** EXERCISE INPUTS follows **
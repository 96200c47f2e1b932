//! SQLite access. One connection behind a mutex; handlers hop onto the
//! blocking pool (`tokio::task::spawn_blocking`) for every query.

pub mod migrations;
pub mod models;

use std::path::Path;
use std::sync::{Arc, Mutex};
use std::time::Duration;

use rusqlite::Connection;

pub type DbPool = Arc<Mutex<Connection>>;

const DB_FILE: &str = "glory.db";

/// Open (or create) the database under `data_dir` and bring the schema up to
/// date.
pub fn init_db(data_dir: &str) -> Result<DbPool, Box<dyn std::error::Error>> {
    std::fs::create_dir_all(data_dir)?;
    let db_path = Path::new(data_dir).join(DB_FILE);

    let mut conn = Connection::open(&db_path)?;
    conn.pragma_update(None, "journal_mode", "WAL")?;
    // The schema relies on ON DELETE CASCADE; sqlite only honors it with
    // foreign_keys on
    conn.pragma_update(None, "foreign_keys", "ON")?;
    conn.busy_timeout(Duration::from_secs(5))?;

    migrations::migrations().to_latest(&mut conn)?;
    tracing::info!(path = %db_path.display(), "Database ready");

    Ok(Arc::new(Mutex::new(conn)))
}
** End of EXERCISE INPUTS **
REQUIREMENT: Give back, exactly as written, the stretch from the line with "use rusqlite::Connection;" through the line with "let mut conn", and no other lines from the records above.

RESULT:
use rusqlite::Connection;

pub type DbPool = Arc<Mutex<Connection>>;

const DB_FILE: &str = "glory.db";

/// Open (or create) the database under `data_dir` and bring the schema up to
/// date.
pub fn init_db(data_dir: &str) -> Result<DbPool, Box<dyn std::error::Error>> {
    std::fs::create_dir_all(data_dir)?;
    let db_path = Path::new(data_dir).join(DB_FILE);

    let mut conn = Connection::open(&db_path)?;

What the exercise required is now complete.